Karin Keller-Sutter zur Burka-Initiative «Die Vollverschleierung ist zum Teil selbst in muslimischen Ländern umstritten»
Die Justizministerin bekämpft die Burka-Initiative – doch viele Wähler der FDP sind dafür. Was sie dazu sagt – und warum die Religionsfreiheit für sie nicht das richtige Argument ist, um die Initiative zu bodigen.
Lässt die FDP-Basis ihre Bundesrätin im Regen stehen? 72 Prozent der freisinnigen Wählerinnen und Wähler unterstützen laut einer Umfrage von Tamedia und «20 Minuten» die Burka-Initiative. Und dies, obwohl Justizministerin Karin Keller-Sutter das Anliegen bekämpft. Im Interview mit dieser Redaktion sagt Keller-Sutter dazu: «Wenn Sie gefragt werden, ob Frauen ihr Gesicht verhüllen sollen oder nicht, sagen die meisten Nein. Ich bin auch nicht dafür.»
Allerdings sei Extremismus mit präventiven oder polizeilichen Massnahmen und nicht mit einem Verbot der Verhüllung in der Bundesverfassung zu bekämpfen.

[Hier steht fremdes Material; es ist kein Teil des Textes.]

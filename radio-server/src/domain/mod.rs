//! Domain types for the radio station front-end.
//!
//! Query inputs enforce their invariants at construction time, so the
//! resolution pipeline can trust them without re-validating.

mod error;
mod query;
mod station;

pub use error::ResolveError;
pub use query::{MAX_RESULTS, RandomLimit, SearchText, StationId, StationQuery};
pub use station::{
    Presentability, SUPPORTED_CODEC, StationDetail, StationRecord, StationSummary, UNKNOWN,
    Unpresentable,
};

Sie sei der Meinung, dass eine starke Gesellschaft ihre Werte verteidigen könne, ohne dass es dafür ein Verbot auf Verfassungsstufe brauche.
Der Bundesrat macht sich für einen indirekten Gegenvorschlag zur Initiative stark. Dieser verlangt, dass Personen gegenüber den Behörden ihr Gesicht zeigen müssen, wenn es für die Identifizierung notwendig ist – beispielsweise am Bahnschalter, im Zug oder am Zoll. «Der Bundesrat hat die Gelegenheit ergriffen, die wenigen Lücken im Bundesrecht zu schliessen», so Keller-Sutter. Das Parlament habe den Gegenvorschlag zudem angereichert mit dem Argument, es gehe um Gleichstellung, und habe Massnahmen zur Verbesserung der Situation von Frauen entschieden.

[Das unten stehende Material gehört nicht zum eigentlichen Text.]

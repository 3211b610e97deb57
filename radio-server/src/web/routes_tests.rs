//! Router tests against in-memory upstreams.

use std::sync::Arc;

use axum::body::Body;
use axum::http::{HeaderValue, Request};
use tower::ServiceExt;

use super::*;
use crate::directory::DirectoryLookup;
use crate::domain::{Presentability, RandomLimit};
use crate::pipeline::Resolver;
use crate::pipeline::fakes::*;
use crate::policy::{ContentPolicy, ProfanityLexicon};

struct App {
    router: Router,
    directory: Arc<FakeDirectory>,
    geo: Arc<FakeGeo>,
    translator: Arc<FakeTranslator>,
}

fn app(reply: Reply) -> App {
    let directory = FakeDirectory::new(reply);
    let geo = FakeGeo::new(Some("Valparaiso"));
    let translator = FakeTranslator::new();
    let policy = ContentPolicy::new(
        Arc::new(ProfanityLexicon::from_words(["shit"])),
        translator.clone(),
    );
    let resolver = Resolver::new(
        directory.clone(),
        geo.clone(),
        policy,
        Presentability::default(),
    );

    App {
        router: create_router(AppState::new(resolver), "static"),
        directory,
        geo,
        translator,
    }
}

async fn get(router: Router, uri: &str) -> (StatusCode, String) {
    send(router, Request::get(uri).body(Body::empty()).unwrap()).await
}

async fn send(router: Router, request: Request<Body>) -> (StatusCode, String) {
    let response = router.oneshot(request).await.unwrap();
    let status = response.status();
    let bytes = axum::body::to_bytes(response.into_body(), usize::MAX)
        .await
        .unwrap();
    (status, String::from_utf8(bytes.to_vec()).unwrap())
}

#[tokio::test]
async fn health_is_ok() {
    let app = app(Reply::Status(500));
    let (status, body) = get(app.router, "/health").await;
    assert_eq!(status, StatusCode::OK);
    assert_eq!(body, "ok");
}

#[tokio::test]
async fn index_renders() {
    let app = app(Reply::Status(500));
    let (status, body) = get(app.router, "/").await;
    assert_eq!(status, StatusCode::OK);
    assert!(body.contains("<form"));
}

// ============================================================================
// /station/:id
// ============================================================================

#[tokio::test]
async fn station_page_shows_station() {
    let mut record = station(UUID, "Radio Cooperativa", "MP3", "https://stream.example/live");
    record.country = "Chile".to_string();
    let app = app(Reply::Stations(vec![record]));

    let (status, body) = get(app.router, &format!("/station/{UUID}/")).await;

    assert_eq!(status, StatusCode::OK);
    assert!(body.contains("Radio Cooperativa"));
    assert!(body.contains("Chile"));
    assert!(body.contains("stream.example"));
    assert!(body.contains(&format!("{UUID}.example")));
}

#[tokio::test]
async fn station_page_without_trailing_slash() {
    let app = app(Reply::Stations(vec![mp3(UUID)]));
    let (status, _) = get(app.router, &format!("/station/{UUID}")).await;
    assert_eq!(status, StatusCode::OK);
}

#[tokio::test]
async fn station_page_unsupported_codec() {
    let app = app(Reply::Stations(vec![station(UUID, "Jazz", "OGG", "https://x")]));
    let (status, body) = get(app.router, &format!("/station/{UUID}/")).await;

    assert_eq!(status, StatusCode::INTERNAL_SERVER_ERROR);
    assert_eq!(body, "Unsupported music type.");
}

#[tokio::test]
async fn station_page_invalid_uuid_makes_no_calls() {
    let app = app(Reply::Stations(vec![mp3(UUID)]));
    let (status, body) = get(app.router, "/station/not-a-uuid/").await;

    assert_eq!(status, StatusCode::BAD_REQUEST);
    assert_eq!(body, "Invalid station UUID.");
    assert!(app.directory.lookups().is_empty());
    assert_eq!(app.translator.calls(), 0);
}

#[tokio::test]
async fn station_page_no_results() {
    let app = app(Reply::Stations(vec![]));
    let (status, body) = get(app.router, &format!("/station/{UUID}/")).await;

    assert_eq!(status, StatusCode::BAD_REQUEST);
    assert_eq!(body, "No results.");
}

#[tokio::test]
async fn station_page_profane_name() {
    let app = app(Reply::Stations(vec![station(UUID, "merde", "MP3", "https://x")]));
    let (status, body) = get(app.router, &format!("/station/{UUID}/")).await;

    assert_eq!(status, StatusCode::BAD_REQUEST);
    assert_eq!(body, "Unsupported content.");
}

// ============================================================================
// /search
// ============================================================================

#[tokio::test]
async fn search_no_matches() {
    let app = app(Reply::Stations(vec![]));
    let (status, body) = get(app.router, "/search/?q=rock").await;

    assert_eq!(status, StatusCode::BAD_REQUEST);
    assert_eq!(body, "No results.");
}

#[tokio::test]
async fn search_lists_matches() {
    let app = app(Reply::Stations(vec![
        station("a", "Rock Antenne", "MP3", "https://a"),
        station("b", "Rock AAC", "AAC", "https://b"),
    ]));
    let (status, body) = get(app.router, "/search/?q=rock%20antenne").await;

    assert_eq!(status, StatusCode::OK);
    assert!(body.contains("Rock Antenne"));
    assert!(!body.contains("Rock AAC"));
    assert!(body.contains("rock antenne"));
}

#[tokio::test]
async fn search_invalid_query_makes_no_calls() {
    let app = app(Reply::Stations(vec![mp3("a")]));
    let (status, body) = get(app.router, "/search/?q=rock%21").await;

    assert_eq!(status, StatusCode::BAD_REQUEST);
    assert_eq!(body, "Input must be alphanumerical.");
    assert_eq!(app.translator.calls(), 0);
    assert!(app.directory.lookups().is_empty());
}

#[tokio::test]
async fn search_missing_query() {
    let app = app(Reply::Stations(vec![mp3("a")]));
    let (status, body) = get(app.router, "/search/").await;

    assert_eq!(status, StatusCode::BAD_REQUEST);
    assert_eq!(body, "Input must be alphanumerical.");
}

#[tokio::test]
async fn search_profane_query() {
    let app = app(Reply::Stations(vec![mp3("a")]));
    let (status, body) = get(app.router, "/search/?q=merde").await;

    assert_eq!(status, StatusCode::BAD_REQUEST);
    assert_eq!(body, "Unsupported content.");
    assert!(app.directory.lookups().is_empty());
}

// ============================================================================
// /explore
// ============================================================================

#[tokio::test]
async fn explore_upstream_down() {
    let app = app(Reply::Status(503));
    let (status, body) = get(app.router, "/explore/").await;

    assert_eq!(status, StatusCode::INTERNAL_SERVER_ERROR);
    assert_eq!(body, "Data could not be fetched.");
}

#[tokio::test]
async fn explore_clamps_limit() {
    let app = app(Reply::Stations(vec![mp3("a")]));
    let (status, _) = get(app.router, "/explore/?limit=500").await;

    assert_eq!(status, StatusCode::OK);
    assert_eq!(
        app.directory.lookups(),
        vec![DirectoryLookup::Random(RandomLimit::clamped(500))]
    );
}

#[tokio::test]
async fn explore_lists_only_playable() {
    let app = app(Reply::Stations(vec![
        station("a", "Playable", "MP3", "https://a"),
        station("b", "Insecure", "MP3", "http://b"),
    ]));
    let (status, body) = get(app.router, "/explore/").await;

    assert_eq!(status, StatusCode::OK);
    assert!(body.contains("Playable"));
    assert!(!body.contains("Insecure"));
}

// ============================================================================
// /local
// ============================================================================

#[tokio::test]
async fn local_uses_forwarded_for() {
    let app = app(Reply::Stations(vec![mp3("a")]));
    let request = Request::get("/local/")
        .header("X-Forwarded-For", "203.0.113.7, 10.0.0.1")
        .body(Body::empty())
        .unwrap();

    let (status, _) = send(app.router, request).await;

    assert_eq!(status, StatusCode::OK);
    assert_eq!(
        app.geo.addresses.lock().unwrap().clone(),
        vec!["203.0.113.7".to_string()]
    );
    assert_eq!(
        app.directory.lookups(),
        vec![DirectoryLookup::ByState("Valparaiso".into())]
    );
}

#[tokio::test]
async fn local_uses_peer_address() {
    let app = app(Reply::Stations(vec![mp3("a")]));
    let mut request = Request::get("/local/").body(Body::empty()).unwrap();
    request
        .extensions_mut()
        .insert(ConnectInfo(SocketAddr::from(([198, 51, 100, 4], 50000))));

    let (status, _) = send(app.router, request).await;

    assert_eq!(status, StatusCode::OK);
    assert_eq!(
        app.geo.addresses.lock().unwrap().clone(),
        vec!["198.51.100.4".to_string()]
    );
}

#[tokio::test]
async fn local_without_any_address() {
    let app = app(Reply::Stations(vec![mp3("a")]));
    let (status, body) = get(app.router, "/local/").await;

    assert_eq!(status, StatusCode::INTERNAL_SERVER_ERROR);
    assert_eq!(body, "Generic error.");
}

// ============================================================================
// caller_address
// ============================================================================

#[test]
fn caller_address_prefers_first_forwarded_hop() {
    let mut headers = HeaderMap::new();
    headers.insert(FORWARDED_FOR, HeaderValue::from_static(" 203.0.113.7 ,10.0.0.1"));
    let peer = SocketAddr::from(([127, 0, 0, 1], 1234));

    assert_eq!(
        caller_address(&headers, Some(peer)).as_deref(),
        Some("203.0.113.7")
    );
}

#[test]
fn caller_address_falls_back_to_peer() {
    let peer = SocketAddr::from(([127, 0, 0, 1], 1234));
    assert_eq!(
        caller_address(&HeaderMap::new(), Some(peer)).as_deref(),
        Some("127.0.0.1")
    );

    let mut headers = HeaderMap::new();
    headers.insert(FORWARDED_FOR, HeaderValue::from_static(" , 10.0.0.1"));
    assert_eq!(
        caller_address(&headers, Some(peer)).as_deref(),
        Some("127.0.0.1")
    );
}

#[test]
fn caller_address_none_without_sources() {
    assert_eq!(caller_address(&HeaderMap::new(), None), None);
}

Träte der Gegenvorschlag in Kraft, könnte eine Person sanktioniert werden, die sich beim Kauf eines Bahnabos weigert, ihr Gesicht zeigen. Andere Bereiche, wie etwa Polizeikontrollen, sind vom Gegenvorschlag hingegen nicht erfasst. Hier entscheiden weiterhin die Kantone. Eine Unterscheidung, die laut der Justizministerin Sinn macht: «Das Polizeirecht gehört zu den Kernkompetenzen der Kantone, der Bund darf hier nicht legiferieren.»
«Ich persönlich tendiere zur Ansicht, dass der Nikab kein religiöses Gebot ist, sondern eine Option. »

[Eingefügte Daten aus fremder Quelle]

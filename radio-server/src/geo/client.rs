//! ip-api.com client.

use std::net::IpAddr;
use std::time::Duration;

use async_trait::async_trait;
use reqwest::Url;
use reqwest::header::{HeaderMap, HeaderValue, USER_AGENT};
use serde::Deserialize;

use crate::directory::CLIENT_USER_AGENT;
use crate::pipeline::Geolocator;

use super::error::GeoError;

/// Default base URL for ip-api.com (the free tier is http only).
const DEFAULT_BASE_URL: &str = "http://ip-api.com";

/// Default request timeout.
const DEFAULT_TIMEOUT_SECS: u64 = 5;

/// Minimal view of an ip-api.com answer.
#[derive(Debug, Clone, Deserialize)]
pub struct GeoLocation {
    /// `success` or `fail`
    #[serde(default)]
    pub status: Option<String>,
    /// Failure reason when `status` is `fail`
    #[serde(default)]
    pub message: Option<String>,
    #[serde(default)]
    pub city: Option<String>,
    #[serde(default)]
    pub country: Option<String>,
}

impl GeoLocation {
    /// The city, if the lookup placed the address in one.
    pub fn into_city(self, address: &str) -> Result<String, GeoError> {
        if self.status.as_deref() == Some("fail") {
            return Err(GeoError::Unresolved {
                address: address.to_string(),
                reason: self.message.unwrap_or_else(|| "lookup failed".to_string()),
            });
        }

        self.city
            .map(|c| c.trim().to_string())
            .filter(|c| !c.is_empty())
            .ok_or_else(|| GeoError::Unresolved {
                address: address.to_string(),
                reason: "response has no city".to_string(),
            })
    }
}

/// Configuration for the geolocation client.
#[derive(Debug, Clone)]
pub struct GeoConfig {
    /// Base URL for the API
    pub base_url: String,
    /// Request timeout in seconds
    pub timeout_secs: u64,
}

impl GeoConfig {
    pub fn new() -> Self {
        Self {
            base_url: DEFAULT_BASE_URL.to_string(),
            timeout_secs: DEFAULT_TIMEOUT_SECS,
        }
    }

    /// Set a custom base URL (for testing).
    pub fn with_base_url(mut self, url: impl Into<String>) -> Self {
        self.base_url = url.into();
        self
    }

    /// Set request timeout.
    pub fn with_timeout(mut self, secs: u64) -> Self {
        self.timeout_secs = secs;
        self
    }
}

impl Default for GeoConfig {
    fn default() -> Self {
        Self::new()
    }
}

/// Client for the ip-api.com geolocation service.
#[derive(Debug, Clone)]
pub struct GeoClient {
    http: reqwest::Client,
    base_url: String,
}

impl GeoClient {
    pub fn new(config: GeoConfig) -> Result<Self, GeoError> {
        let mut headers = HeaderMap::new();
        headers.insert(USER_AGENT, HeaderValue::from_static(CLIENT_USER_AGENT));

        let http = reqwest::Client::builder()
            .default_headers(headers)
            .timeout(Duration::from_secs(config.timeout_secs))
            .build()?;

        Ok(Self {
            http,
            base_url: config.base_url,
        })
    }

    /// Look up an address.
    pub async fn locate(&self, address: &str) -> Result<GeoLocation, GeoError> {
        let url = lookup_url(&self.base_url, address)?;

        let response = self.http.get(url).send().await?;
        let status = response.status();

        if status != reqwest::StatusCode::OK {
            let body = response.text().await.unwrap_or_default();
            return Err(GeoError::Api {
                status: status.as_u16(),
                message: body.chars().take(500).collect(),
            });
        }

        let body = response.text().await?;
        parse_location(&body)
    }
}

#[async_trait]
impl Geolocator for GeoClient {
    async fn city(&self, address: &str) -> Result<String, GeoError> {
        self.locate(address).await?.into_city(address)
    }
}

/// Build the lookup URL; `address` must be a literal IP address.
fn lookup_url(base: &str, address: &str) -> Result<Url, GeoError> {
    let ip: IpAddr = address.trim().parse().map_err(|_| GeoError::Unresolved {
        address: address.to_string(),
        reason: "not an IP address".to_string(),
    })?;

    let mut url = Url::parse(base).map_err(|e| GeoError::Api {
        status: 0,
        message: format!("Invalid geolocation base URL {base:?}: {e}"),
    })?;

    url.path_segments_mut()
        .map_err(|_| GeoError::Api {
            status: 0,
            message: format!("Geolocation base URL cannot be a base: {base:?}"),
        })?
        .pop_if_empty()
        .extend(["json", ip.to_string().as_str()]);

    Ok(url)
}

/// Parse an ip-api.com response body.
pub fn parse_location(body: &str) -> Result<GeoLocation, GeoError> {
    serde_json::from_str(body).map_err(|e| GeoError::Json {
        message: e.to_string(),
    })
}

Auch bei einer Annahme der Verhüllungsverbotsinitiative änderte sich an der kantonalen Zuständigkeit für das Polizeirecht nichts, betont die Justizministerin. Deshalb gäbe es kein einheitliches Bundesgesetz. Generell stellt sich der Bundesrat auf den Punkt: Wenn es ein Problem mit Gesichtsverhüllungen gebe oder die öffentliche Ordnung gestört werde, dann sei es Sache der betreffende Kantone, eine Lösung zu finden.
Doch macht es Sinn, Bekleidungsvorschriften kantonal zu regeln? Wenn der Schleier im Kanton Glarus erlaubt ist, aber auf der anderen Seite des Walensees verboten? Es gehe eben nicht um eine Bekleidungsvorschrift, sondern um die Nutzung des öffentlichen Raums, sagt Keller-Sutter. Und darüber hätten die Kantone zu entscheiden. «Einige haben ein Vermummungsverbot, andere nicht. Solche Diskrepanzen gibt es in vielen Bereichen.»
Auffällig ist, dass der Bundesrat in seiner Argumentation stark auf formelle juristische Probleme der Burka-Initiative hinweist, statt auf das Argument der Religions- und Meinungsäusserungsfreiheit zu setzen. Für Keller-Sutter ist das nur konsequent: «Das Argument der Religionsfreiheit ist umstritten. Ich persönlich tendiere zur Ansicht, dass der Nikab kein religiöses Gebot ist, sondern eine Option. Die Vollverschleierung ist zum Teil selbst in muslimischen Ländern umstritten», so die St. Gallerin. Sie verweist auf eine neue Studie der Universität Luzern, die zeige, dass es nur rund 20 bis 30 verschleierte Frauen in der Schweiz gebe. «Meistens sind es Konvertitinnen.»